Ich ging zur Treppe. Die Bärenfrau stand noch immer mit geschlossenen Augen auf dem Pfosten des Treppengeländers. Ich blinzelte hoch in die Dunkelheit des ersten Stockes, konnte aber absolut nichts erkennen. Um ganz ehrlich zu sein, ich war auch absolut nicht geneigt hinaufzugehen. Ich beschloss, einen Blick in Seymour Wallis’ Büro zu werfen, und sollte er nicht zu Hause sein, dann würde ich schleunigst von hier verschwinden.

So leise wie möglich ging ich auf Zehenspitzen über den verschlissenen Teppich zu der Tür unter dem verstaubten Hirschkopf.

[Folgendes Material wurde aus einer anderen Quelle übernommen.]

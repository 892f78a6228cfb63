use cors_gate::constants::method;
use cors_gate::{
    AllowedMethods, AllowedOrigins, CorsDecision, CorsGate, CorsPolicy, HeaderNames,
    RequestContext,
};

#[derive(Default)]
pub struct GateBuilder {
    credentials: Option<bool>,
    origins: Option<AllowedOrigins>,
    methods: Option<AllowedMethods>,
    allowed_headers: Option<HeaderNames>,
    exposed_headers: Option<HeaderNames>,
}

impl GateBuilder {
    pub fn new() -> Self {
        Self::default()
    }

    pub fn credentials(mut self, enabled: bool) -> Self {
        self.credentials = Some(enabled);
        self
    }

    pub fn origins<I, S>(mut self, origins: I) -> Self
    where
        I: IntoIterator<Item = S>,
        S: Into<String>,
    {
        self.origins = Some(AllowedOrigins::list(origins));
        self
    }

    pub fn methods<I, S>(mut self, methods: I) -> Self
    where
        I: IntoIterator<Item = S>,
        S: AsRef<str>,
    {
        self.methods = Some(AllowedMethods::parse(methods).expect("standard methods"));
        self
    }

    pub fn allowed_headers<I, S>(mut self, headers: I) -> Self
    where
        I: IntoIterator<Item = S>,
        S: Into<String>,
    {
        self.allowed_headers = Some(HeaderNames::list(headers));
        self
    }

    pub fn exposed_headers<I, S>(mut self, headers: I) -> Self
    where
        I: IntoIterator<Item = S>,
        S: Into<String>,
    {
        self.exposed_headers = Some(HeaderNames::list(headers));
        self
    }

    pub fn policy(self) -> CorsPolicy {
        let CorsPolicy {
            allow_credentials: default_credentials,
            allowed_origins: default_origins,
            allowed_methods: default_methods,
            allowed_headers: default_allowed_headers,
            exposed_headers: default_exposed_headers,
        } = CorsPolicy::default();

        CorsPolicy {
            allow_credentials: self.credentials.unwrap_or(default_credentials),
            allowed_origins: self.origins.unwrap_or(default_origins),
            allowed_methods: self.methods.unwrap_or(default_methods),
            allowed_headers: self.allowed_headers.unwrap_or(default_allowed_headers),
            exposed_headers: self.exposed_headers.unwrap_or(default_exposed_headers),
        }
    }

    pub fn build(self) -> CorsGate {
        CorsGate::new(self.policy())
    }
}

pub struct RequestBuilder {
    method: String,
    origin: Option<String>,
}

impl RequestBuilder {
    pub fn new(method: impl Into<String>) -> Self {
        Self {
            method: method.into(),
            origin: None,
        }
    }

    pub fn origin(mut self, origin: impl Into<String>) -> Self {
        self.origin = Some(origin.into());
        self
    }

    pub fn check(self, gate: &CorsGate) -> CorsDecision {
        let RequestBuilder { method, origin } = self;
        gate.evaluate(&RequestContext::new(&method, origin.as_deref()))
    }
}

pub fn gate() -> GateBuilder {
    GateBuilder::new()
}

pub fn simple_request() -> RequestBuilder {
    RequestBuilder::new(method::GET)
}

pub fn preflight_request() -> RequestBuilder {
    RequestBuilder::new(method::OPTIONS)
}

pub fn request(method: impl Into<String>) -> RequestBuilder {
    RequestBuilder::new(method)
}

Das Büro war verschlossen, aber der Schlüssel steckte im Schloss. Langsam drehte ich ihn um und hörte das laute Schnappen des Schließmechanismus in der undurchdringbaren Stille der toten Luft, die das Haus scheinbar seit all den Jahren, in denen es hier stand, ausfüllte.

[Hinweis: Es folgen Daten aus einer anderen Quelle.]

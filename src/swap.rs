use crate::config::{ConfigError, InitParams, resolve_policy};
use crate::gate::CorsGate;
use crate::policy::CorsPolicy;
use arc_swap::ArcSwap;
use std::sync::Arc;

/// Reconfigurable handle to a [`CorsGate`].
///
/// Readers take a snapshot with [`SharedGate::load`] and keep evaluating
/// against it even if a new policy is published meanwhile. Publishing
/// replaces the whole gate in one pointer swap.
#[derive(Debug)]
pub struct SharedGate {
    current: ArcSwap<CorsGate>,
}

impl SharedGate {
    pub fn new(gate: CorsGate) -> Self {
        Self {
            current: ArcSwap::from_pointee(gate),
        }
    }

    pub fn from_policy(policy: CorsPolicy) -> Self {
        Self::new(CorsGate::new(policy))
    }

    pub fn load(&self) -> Arc<CorsGate> {
        self.current.load_full()
    }

    pub fn replace(&self, policy: CorsPolicy) {
        self.current.store(Arc::new(CorsGate::new(policy)));
        tracing::info!("cors policy replaced");
    }

    /// Re-resolves the policy from `params` against the current one and
    /// publishes the result. Returns the diagnostics recorded on the way.
    pub fn reinitialize(&self, params: &InitParams) -> Vec<ConfigError> {
        let current = self.load();
        let resolution = resolve_policy(current.policy(), params);
        self.replace(resolution.policy);
        resolution.diagnostics
    }
}

#[cfg(test)]
#[path = "swap_test.rs"]
mod swap_test;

Ich legte meine Hand um den Messingknopf der Tür und drehte ihn. Die Bürotür öffnete sich. Drinnen war es finster, denn die Vorhänge waren noch vorgezogen. Ich griff neben den Türrahmen, um den Lichtschalter zu finden. Meine Finger tasteten über die kühle Tapete und ich drückte den Lichtschalter nach unten, aber es passierte nichts. Die Birne musste durchgebrannt sein.

Nervös drückte ich die Tür weiter auf und trat ein. Ich schaute fast panisch hinter die Tür, um mich zu vergewissern, dass sich dort nichts und niemand versteckte – ein kurzer Schock durchzuckte mich, als ich den Bademantel von Seymour Wallis dort hängen sah. Dann strengte ich meine Augen an und starrte auf die dunklen Umrisse von Seymour Wallis’ Schreibtisch und Stuhl.

Eine Weile konnte ich nicht erkennen, ob dort irgendetwas war oder nicht. Während sich meine Augen langsam an die Dunkelheit gewöhnten, bildete sich ein Umriss. »Oh Gott.« Die Worte klangen wie ein Röcheln.

Ein riesiger, aufgedunsener Mann saß auf Seymour Wallis’ Stuhl. Sein Kopf war ganz schwarz und aufgebläht, seine Arme und Beine waren zum doppelten Umfang angeschwollen. Sein Gesicht war so dick, dass die Augen nur noch schmale Schlitze bildeten, und seine Finger quollen wie fette, purpurne Schnecken aus den Hemdsärmeln.

Ich hätte ihn niemals erkannt, doch seine Kleidung verriet ihn. Ich zog die Vorhänge ein Stück beiseite. Es war Seymour Wallis. Eine aufgeblähte, angeschwollene, groteske Karikatur von Seymour Wallis.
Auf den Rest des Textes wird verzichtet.